It ended in 90 seconds of horror when a Peruvian air force jet guided by Central Intelligence Agency (CIA) contractors mistook the Cessna for a drug-smuggling plane and shot it out of the sky. Veronica, 35, and her seven-month-old daughter Charity, were killed by a bullet that pierced the Cessna’s fuselage, passed through the mother’s back, and lodged in her infant’s skull.
Somehow the pilot, his legs mangled by a burst of heavy-calibre bullets, managed to crash-land on the piranha-filled river. Jim Bowers and his six-year-old son Cory watched Veronica’s body float away as they clung to the wreckage.
More than seven years after the family was shattered by a terrible mistake, the CIA has been accused in a new report of repeatedly lying to criminal investigators, members of Congress and White House officials about what happened 5,000ft above the Amazonian jungle.
“All I’ve ever asked is that they tell us the truth, and they’ve never been able to do that,” said Garnett Luttig, Veronica’s brother, at his Texas home last week.
“I’m a patriotic American, I’ve served my country, but I have to tell you this: my government stinks.”

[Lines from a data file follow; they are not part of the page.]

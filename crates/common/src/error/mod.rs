//! Error classification shared across Tanda crates
//!
//! Concrete error enums live next to the code that produces them (the
//! transport's `ApiError`, the domain's `TandaError`). This module only
//! defines the vocabulary they share so that retry and alerting decisions
//! can be written once:
//!
//! - **`ErrorClassification`**: retryability, severity, criticality and a
//!   suggested retry delay
//! - **`ErrorSeverity`**: a unified severity scale for logging decisions
//!
//! ## ErrorSeverity Levels
//!
//! | Level | Use Case | Examples |
//! |-------|----------|----------|
//! | **Info** | Expected conditions | Resource not found |
//! | **Warning** | Degraded but operational | Rate limiting, expired session |
//! | **Error** | Failure requiring attention | Network errors, invalid input |
//! | **Critical** | Integrity at risk | Misconfiguration, invariant violations |

use std::fmt;
use std::time::Duration;

/// Standard interface for classifying errors by their characteristics.
pub trait ErrorClassification {
    /// Check if this error is retryable
    ///
    /// Retryable errors are transient issues that may succeed if attempted
    /// again, such as network timeouts, rate limiting or temporary service
    /// unavailability.
    fn is_retryable(&self) -> bool;

    /// Get the error severity level
    fn severity(&self) -> ErrorSeverity;

    /// Check if this is a critical error requiring immediate attention
    fn is_critical(&self) -> bool {
        self.severity() == ErrorSeverity::Critical
    }

    /// Get the suggested retry delay if applicable
    ///
    /// Returns `Some(Duration)` when a specific delay is known (e.g. from a
    /// Retry-After header).
    fn retry_after(&self) -> Option<Duration>;
}

/// Error severity levels for monitoring and logging
#[derive(
    Debug, Clone, Copy, PartialEq, Eq, PartialOrd, Ord, Hash, serde::Serialize, serde::Deserialize,
)]
pub enum ErrorSeverity {
    /// Informational, typically for debugging
    Info,
    /// Warning, should be monitored but not critical
    Warning,
    /// Error, requires attention and action
    Error,
    /// Critical, immediate action required
    Critical,
}

impl fmt::Display for ErrorSeverity {
    fn fmt(&self, f: &mut fmt::Formatter<'_>) -> fmt::Result {
        match self {
            Self::Info => write!(f, "INFO"),
            Self::Warning => write!(f, "WARN"),
            Self::Error => write!(f, "ERROR"),
            Self::Critical => write!(f, "CRITICAL"),
        }
    }
}
//! Bearer token handling for the Tanda API client
//!
//! # Architecture
//!
//! ```text
//! ┌─────────────────┐
//! │  token_codec    │  Pure decode / expiry arithmetic (no I/O)
//! └─────────────────┘
//! ┌─────────────────┐
//! │  TokenStore     │  Pluggable single-slot token persistence
//! └────────┬────────┘
//!          └──► MemoryTokenStore   (process memory reference impl)
//! ```
//!
//! # Security
//!
//! The codec never verifies signatures. Decoded claims are only good for
//! UX decisions such as "refresh before this expires" or "show the user's
//! email". The API server is the trust boundary.

pub mod token_codec;
#[cfg(feature = "runtime")]
pub mod token_store;

pub use token_codec::{
    decode, expiration_instant, is_expired, is_expired_at, principal_from_token, should_refresh,
    should_refresh_at, time_to_expiry,
};
#[cfg(feature = "runtime")]
pub use token_store::{MemoryTokenStore, TokenStore};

No charges have been filed against the Peruvian air force pilot or the CIA contractors who were involved in a joint “airbridge denial” programme aimed at grounding the country’s drug lords. The operation was suspended after the Bowers incident.
The CIA has long argued that its contractors on board the Pentagon-owned surveillance aircraft that initially spotted the Bowers’s Cessna began to fear they had made a mistake and tried to call off the attack. But the Americans spoke little Spanish and had no direct communication with the fighter pilot, who spoke no English.

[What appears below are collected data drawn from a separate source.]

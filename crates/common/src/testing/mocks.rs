//! Mock implementations of common traits

// Allow missing error/panic docs for test mocks - they are designed to be simple
#![allow(clippy::missing_errors_doc, clippy::missing_panics_doc)]

use async_trait::async_trait;
use parking_lot::Mutex;

use crate::auth::TokenStore;

/// Operation observed by a [`RecordingTokenStore`].
#[derive(Debug, Clone, PartialEq, Eq)]
pub enum StoreOp {
    Get,
    Set(String),
    Remove,
}

/// In-memory token store that records every call.
///
/// Useful for asserting that a flow wrote, replaced or cleared the token
/// without the transport ever touching it.
#[derive(Debug, Default)]
pub struct RecordingTokenStore {
    token: Mutex<Option<String>>,
    ops: Mutex<Vec<StoreOp>>,
}

impl RecordingTokenStore {
    pub fn new() -> Self {
        Self::default()
    }

    pub fn with_token(token: impl Into<String>) -> Self {
        Self { token: Mutex::new(Some(token.into())), ops: Mutex::new(Vec::new()) }
    }

    /// All recorded operations, oldest first.
    pub fn ops(&self) -> Vec<StoreOp> {
        self.ops.lock().clone()
    }

    /// Recorded writes (sets and removes), ignoring reads.
    pub fn writes(&self) -> Vec<StoreOp> {
        self.ops.lock().iter().filter(|op| **op != StoreOp::Get).cloned().collect()
    }

    /// Current token without recording a read.
    pub fn peek(&self) -> Option<String> {
        self.token.lock().clone()
    }
}

#[async_trait]
impl TokenStore for RecordingTokenStore {
    async fn get_token(&self) -> Option<String> {
        self.ops.lock().push(StoreOp::Get);
        self.token.lock().clone()
    }

    async fn set_token(&self, token: String) {
        self.ops.lock().push(StoreOp::Set(token.clone()));
        *self.token.lock() = Some(token);
    }

    async fn remove_token(&self) {
        self.ops.lock().push(StoreOp::Remove);
        *self.token.lock() = None;
    }
}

The release of excerpts from a classified report compiled by CIA investigators has astonished the Bowers family, shocked their congressional supporters and opened the door to yet another inquiry into the attack and into who may have participated in a cover-up.

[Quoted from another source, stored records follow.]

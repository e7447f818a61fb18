//! Compact token codec
//!
//! Decodes the claims segment of a `header.payload.signature` token and
//! answers expiry questions about it. Every function here is total: malformed
//! input yields `None`, an expired verdict or a zero duration, never a panic
//! or an error.
//!
//! The signature segment is ignored. Do not use decoded claims for
//! authorization decisions; they exist so the client can refresh ahead of
//! expiry and render the current user.

use std::time::Duration;

use base64::engine::general_purpose::URL_SAFE_NO_PAD;
use base64::Engine as _;
use chrono::{DateTime, Utc};
use tanda_domain::{Principal, TokenClaims};

const SEGMENT_DELIMITER: char = '.';

/// Decode the claims of a compact token without verifying its signature.
///
/// Returns `None` unless the token has exactly three segments and the middle
/// one is base64url-encoded JSON containing at least `exp`.
#[must_use]
pub fn decode(token: &str) -> Option<TokenClaims> {
    let mut segments = token.split(SEGMENT_DELIMITER);
    let (Some(_header), Some(payload), Some(_signature), None) =
        (segments.next(), segments.next(), segments.next(), segments.next())
    else {
        return None;
    };

    let bytes = decode_segment(payload)?;
    serde_json::from_slice(&bytes).ok()
}

/// Accepts both alphabets and optional padding, since some issuers emit
/// standard base64 in the payload segment.
fn decode_segment(segment: &str) -> Option<Vec<u8>> {
    let normalized: String = segment
        .trim_end_matches('=')
        .chars()
        .map(|c| match c {
            '+' => '-',
            '/' => '_',
            other => other,
        })
        .collect();

    URL_SAFE_NO_PAD.decode(normalized).ok()
}

/// `true` if the token cannot be decoded or `exp < now + buffer_seconds`.
#[must_use]
pub fn is_expired(token: &str, buffer_seconds: i64) -> bool {
    is_expired_at(token, buffer_seconds, Utc::now())
}

/// [`is_expired`] evaluated against an explicit clock.
#[must_use]
pub fn is_expired_at(token: &str, buffer_seconds: i64, now: DateTime<Utc>) -> bool {
    match decode(token) {
        Some(claims) => claims.exp < now.timestamp().saturating_add(buffer_seconds),
        None => true,
    }
}

/// Absolute expiry instant, or `None` if the token does not decode.
#[must_use]
pub fn expiration_instant(token: &str) -> Option<DateTime<Utc>> {
    decode(token).and_then(|claims| DateTime::from_timestamp(claims.exp, 0))
}

/// Time left before expiry, clamped at zero. Zero for undecodable tokens.
#[must_use]
pub fn time_to_expiry(token: &str) -> Duration {
    decode(token)
        .map(|claims| {
            let remaining = claims.exp.saturating_sub(Utc::now().timestamp()).max(0);
            Duration::from_secs(remaining.unsigned_abs())
        })
        .unwrap_or(Duration::ZERO)
}

/// `true` once the token is within `threshold_seconds` of expiring.
///
/// Callers typically pass
/// [`DEFAULT_REFRESH_THRESHOLD_SECS`](tanda_domain::constants::DEFAULT_REFRESH_THRESHOLD_SECS).
#[must_use]
pub fn should_refresh(token: &str, threshold_seconds: i64) -> bool {
    is_expired(token, threshold_seconds)
}

/// [`should_refresh`] evaluated against an explicit clock.
#[must_use]
pub fn should_refresh_at(token: &str, threshold_seconds: i64, now: DateTime<Utc>) -> bool {
    is_expired_at(token, threshold_seconds, now)
}

/// Identity claims of the token, or `None` if it does not decode.
#[must_use]
pub fn principal_from_token(token: &str) -> Option<Principal> {
    decode(token).map(|claims| claims.principal())
}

The excerpts were released by Congressman Peter Hoekstra, who represents the Michigan constituency of the Bowers’s home church, and who is a senior member of the House intelligence committee.
“These are the most serious and substantial allegations of wrongdoing I’ve seen in my time on the committee,” said Hoekstra. He described the report as a “dark stain” on the CIA, adding: “To say these deaths did not have to happen is more than an understatement.”
The investigators’ findings remain classified, but Hoekstra said the report showed that the CIA’s Peruvian programme was “operating and being implemented outside the law”. Specific rules of engagement for attacks on suspected drug planes had been ignored in at least 10 other incidents in which planes were shot down, he said.
The report stated: “In many cases, suspect aircraft were shot down within two to three minutes of being sighted by the Peruvian fighter - without being properly identified, without being given the required warnings to land and without being given time to respond.”
It went on: “Within hours [of the Bowers attack], CIA officers began to characterise the shoot-down as a one-time mistake in an otherwise well-run programme.” In fact, this was not the case. Making matters worse, Hoekstra added, were “continuous efforts to cover the matter up and potentially block criminal investigation”.
Gloria Luttig, Veronica’s mother, was in no doubt last week what these conclusions meant. “My daughter was murdered. My granddaughter was murdered,” she said. “It should never have happened.”
Bowers has since remarried and is working as a missionary in Mozambique, where Veronica’s son Cory also lives. “I talked to him by phone on Thanksgiving Day,” said Garnett Luttig. “Cory is doing really good.”
In 2002, the US State Department paid $8m in compensation to the Bowers family and their Baptist group for the loss of lives and the plane. Legal sources said the family could be entitled to a much higher payout if CIA negligence is formally proved.
Yet for Gloria and Garnett Luttig, the money is irrelevant. “President George Bush contacted us right after this happened,” Garnett said. “He said, ‘We’ll find out what happened.’ But he never followed up. We never heard from the Peruvian government. All we’ve ever wanted is someone to tell us who killed my sister and my niece.”